(PROVIDED DATA)
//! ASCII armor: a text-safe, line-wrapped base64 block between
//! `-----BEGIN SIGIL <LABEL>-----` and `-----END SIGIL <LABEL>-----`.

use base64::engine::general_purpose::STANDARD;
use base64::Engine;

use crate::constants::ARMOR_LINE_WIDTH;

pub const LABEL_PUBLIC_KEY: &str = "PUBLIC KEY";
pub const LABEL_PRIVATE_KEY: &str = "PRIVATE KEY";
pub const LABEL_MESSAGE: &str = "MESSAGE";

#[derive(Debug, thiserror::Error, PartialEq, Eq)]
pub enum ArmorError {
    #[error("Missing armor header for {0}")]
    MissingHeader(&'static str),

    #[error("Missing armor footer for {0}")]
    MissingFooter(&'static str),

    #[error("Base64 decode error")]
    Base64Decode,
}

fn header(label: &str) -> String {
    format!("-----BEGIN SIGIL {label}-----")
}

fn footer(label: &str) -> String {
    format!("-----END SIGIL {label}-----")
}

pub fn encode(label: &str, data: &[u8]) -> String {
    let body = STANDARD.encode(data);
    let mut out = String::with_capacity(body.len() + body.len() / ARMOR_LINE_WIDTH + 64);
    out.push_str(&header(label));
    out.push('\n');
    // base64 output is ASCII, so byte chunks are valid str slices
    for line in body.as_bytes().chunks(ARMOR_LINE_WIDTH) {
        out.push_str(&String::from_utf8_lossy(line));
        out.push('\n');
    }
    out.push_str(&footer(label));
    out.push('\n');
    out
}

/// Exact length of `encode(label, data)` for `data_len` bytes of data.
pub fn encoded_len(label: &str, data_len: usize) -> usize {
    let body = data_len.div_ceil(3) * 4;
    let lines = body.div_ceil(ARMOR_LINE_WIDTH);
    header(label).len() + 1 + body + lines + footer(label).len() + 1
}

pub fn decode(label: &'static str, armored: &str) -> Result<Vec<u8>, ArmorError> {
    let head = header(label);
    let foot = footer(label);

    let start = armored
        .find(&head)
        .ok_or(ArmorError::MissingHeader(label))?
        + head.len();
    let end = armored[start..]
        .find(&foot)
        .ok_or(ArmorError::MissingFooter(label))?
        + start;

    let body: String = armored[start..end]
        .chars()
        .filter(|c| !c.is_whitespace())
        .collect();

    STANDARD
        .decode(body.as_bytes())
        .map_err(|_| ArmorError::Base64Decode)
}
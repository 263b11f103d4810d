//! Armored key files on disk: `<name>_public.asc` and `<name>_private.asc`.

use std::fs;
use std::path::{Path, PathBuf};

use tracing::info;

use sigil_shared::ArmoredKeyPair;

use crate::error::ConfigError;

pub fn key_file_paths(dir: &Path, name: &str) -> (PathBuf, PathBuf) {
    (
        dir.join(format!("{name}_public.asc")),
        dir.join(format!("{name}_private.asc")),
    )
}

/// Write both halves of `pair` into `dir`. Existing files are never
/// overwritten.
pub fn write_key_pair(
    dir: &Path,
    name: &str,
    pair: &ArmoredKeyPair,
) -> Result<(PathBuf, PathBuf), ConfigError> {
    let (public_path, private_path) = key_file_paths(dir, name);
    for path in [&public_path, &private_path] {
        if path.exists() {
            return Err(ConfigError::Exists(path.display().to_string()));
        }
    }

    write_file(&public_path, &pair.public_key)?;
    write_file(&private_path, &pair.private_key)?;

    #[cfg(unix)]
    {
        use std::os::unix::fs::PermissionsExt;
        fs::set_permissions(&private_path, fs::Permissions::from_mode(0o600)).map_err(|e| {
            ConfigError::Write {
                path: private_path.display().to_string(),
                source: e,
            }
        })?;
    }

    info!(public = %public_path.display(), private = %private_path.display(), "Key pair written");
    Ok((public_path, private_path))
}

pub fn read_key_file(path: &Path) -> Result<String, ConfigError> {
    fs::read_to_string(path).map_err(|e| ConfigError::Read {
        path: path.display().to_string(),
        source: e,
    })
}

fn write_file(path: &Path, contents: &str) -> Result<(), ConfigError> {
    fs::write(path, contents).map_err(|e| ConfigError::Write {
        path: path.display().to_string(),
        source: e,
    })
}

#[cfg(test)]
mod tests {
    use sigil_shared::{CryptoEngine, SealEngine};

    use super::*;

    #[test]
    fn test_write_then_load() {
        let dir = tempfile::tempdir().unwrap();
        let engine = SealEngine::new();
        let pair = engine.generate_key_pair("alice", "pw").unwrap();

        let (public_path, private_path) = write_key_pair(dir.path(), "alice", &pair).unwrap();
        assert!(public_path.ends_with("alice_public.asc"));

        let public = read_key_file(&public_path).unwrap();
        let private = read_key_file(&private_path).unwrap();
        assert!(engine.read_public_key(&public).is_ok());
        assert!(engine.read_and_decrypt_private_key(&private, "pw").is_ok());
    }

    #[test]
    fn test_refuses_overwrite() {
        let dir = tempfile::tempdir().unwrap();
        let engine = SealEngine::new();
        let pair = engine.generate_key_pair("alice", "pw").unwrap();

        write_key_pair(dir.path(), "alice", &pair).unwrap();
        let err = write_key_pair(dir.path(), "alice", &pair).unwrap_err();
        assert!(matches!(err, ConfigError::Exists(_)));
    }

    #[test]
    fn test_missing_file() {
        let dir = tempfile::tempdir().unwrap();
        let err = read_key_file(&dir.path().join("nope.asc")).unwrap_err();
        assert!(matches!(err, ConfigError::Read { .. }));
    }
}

(TO DO) All the lines above need to be retyped exactly, with nothing left out.

(PROBLEM SOLUTION)
//! ASCII armor: a text-safe, line-wrapped base64 block between
//! `-----BEGIN SIGIL <LABEL>-----` and `-----END SIGIL <LABEL>-----`.

use base64::engine::general_purpose::STANDARD;
use base64::Engine;

use crate::constants::ARMOR_LINE_WIDTH;

pub const LABEL_PUBLIC_KEY: &str = "PUBLIC KEY";
pub const LABEL_PRIVATE_KEY: &str = "PRIVATE KEY";
pub const LABEL_MESSAGE: &str = "MESSAGE";

#[derive(Debug, thiserror::Error, PartialEq, Eq)]
pub enum ArmorError {
    #[error("Missing armor header for {0}")]
    MissingHeader(&'static str),

    #[error("Missing armor footer for {0}")]
    MissingFooter(&'static str),

    #[error("Base64 decode error")]
    Base64Decode,
}

fn header(label: &str) -> String {
    format!("-----BEGIN SIGIL {label}-----")
}

fn footer(label: &str) -> String {
    format!("-----END SIGIL {label}-----")
}

pub fn encode(label: &str, data: &[u8]) -> String {
    let body = STANDARD.encode(data);
    let mut out = String::with_capacity(body.len() + body.len() / ARMOR_LINE_WIDTH + 64);
    out.push_str(&header(label));
    out.push('\n');
    // base64 output is ASCII, so byte chunks are valid str slices
    for line in body.as_bytes().chunks(ARMOR_LINE_WIDTH) {
        out.push_str(&String::from_utf8_lossy(line));
        out.push('\n');
    }
    out.push_str(&footer(label));
    out.push('\n');
    out
}

/// Exact length of `encode(label, data)` for `data_len` bytes of data.
pub fn encoded_len(label: &str, data_len: usize) -> usize {
    let body = data_len.div_ceil(3) * 4;
    let lines = body.div_ceil(ARMOR_LINE_WIDTH);
    header(label).len() + 1 + body + lines + footer(label).len() + 1
}

pub fn decode(label: &'static str, armored: &str) -> Result<Vec<u8>, ArmorError> {
    let head = header(label);
    let foot = footer(label);

    let start = armored
        .find(&head)
        .ok_or(ArmorError::MissingHeader(label))?
        + head.len();
    let end = armored[start..]
        .find(&foot)
        .ok_or(ArmorError::MissingFooter(label))?
        + start;

    let body: String = armored[start..end]
        .chars()
        .filter(|c| !c.is_whitespace())
        .collect();

    STANDARD
        .decode(body.as_bytes())
        .map_err(|_| ArmorError::Base64Decode)
}
repository 263b11f103d4810d
//! Armored key files on disk: `<name>_public.asc` and `<name>_private.asc`.

use std::fs;
use std::path::{Path, PathBuf};

use tracing::info;

use sigil_shared::ArmoredKeyPair;

use crate::error::ConfigError;

pub fn key_file_paths(dir: &Path, name: &str) -> (PathBuf, PathBuf) {
    (
        dir.join(format!("{name}_public.asc")),
        dir.join(format!("{name}_private.asc")),
    )
}

/// Write both halves of `pair` into `dir`. Existing files are never
/// overwritten.
pub fn write_key_pair(
    dir: &Path,
    name: &str,
    pair: &ArmoredKeyPair,
) -> Result<(PathBuf, PathBuf), ConfigError> {
    let (public_path, private_path) = key_file_paths(dir, name);
    for path in [&public_path, &private_path] {
        if path.exists() {
            return Err(ConfigError::Exists(path.display().to_string()));
        }
    }

    write_file(&public_path, &pair.public_key)?;
    write_file(&private_path, &pair.private_key)?;

    #[cfg(unix)]
    {
        use std::os::unix::fs::PermissionsExt;
        fs::set_permissions(&private_path, fs::Permissions::from_mode(0o600)).map_err(|e| {
            ConfigError::Write {
                path: private_path.display().to_string(),
                source: e,
            }
        })?;
    }

    info!(public = %public_path.display(), private = %private_path.display(), "Key pair written");
    Ok((public_path, private_path))
}

pub fn read_key_file(path: &Path) -> Result<String, ConfigError> {
    fs::read_to_string(path).map_err(|e| ConfigError::Read {
        path: path.display().to_string(),
        source: e,
    })
}

fn write_file(path: &Path, contents: &str) -> Result<(), ConfigError> {
    fs::write(path, contents).map_err(|e| ConfigError::Write {
        path: path.display().to_string(),
        source: e,
    })
}

#[cfg(test)]
mod tests {
    use sigil_shared::{CryptoEngine, SealEngine};

    use super::*;

    #[test]
    fn test_write_then_load() {
        let dir = tempfile::tempdir().unwrap();
        let engine = SealEngine::new();
        let pair = engine.generate_key_pair("alice", "pw").unwrap();

        let (public_path, private_path) = write_key_pair(dir.path(), "alice", &pair).unwrap();
        assert!(public_path.ends_with("alice_public.asc"));

        let public = read_key_file(&public_path).unwrap();
        let private = read_key_file(&private_path).unwrap();
        assert!(engine.read_public_key(&public).is_ok());
        assert!(engine.read_and_decrypt_private_key(&private, "pw").is_ok());
    }

    #[test]
    fn test_refuses_overwrite() {
        let dir = tempfile::tempdir().unwrap();
        let engine = SealEngine::new();
        let pair = engine.generate_key_pair("alice", "pw").unwrap();

        write_key_pair(dir.path(), "alice", &pair).unwrap();
        let err = write_key_pair(dir.path(), "alice", &pair).unwrap_err();
        assert!(matches!(err, ConfigError::Exists(_)));
    }

    #[test]
    fn test_missing_file() {
        let dir = tempfile::tempdir().unwrap();
        let err = read_key_file(&dir.path().join("nope.asc")).unwrap_err();
        assert!(matches!(err, ConfigError::Read { .. }));
    }
}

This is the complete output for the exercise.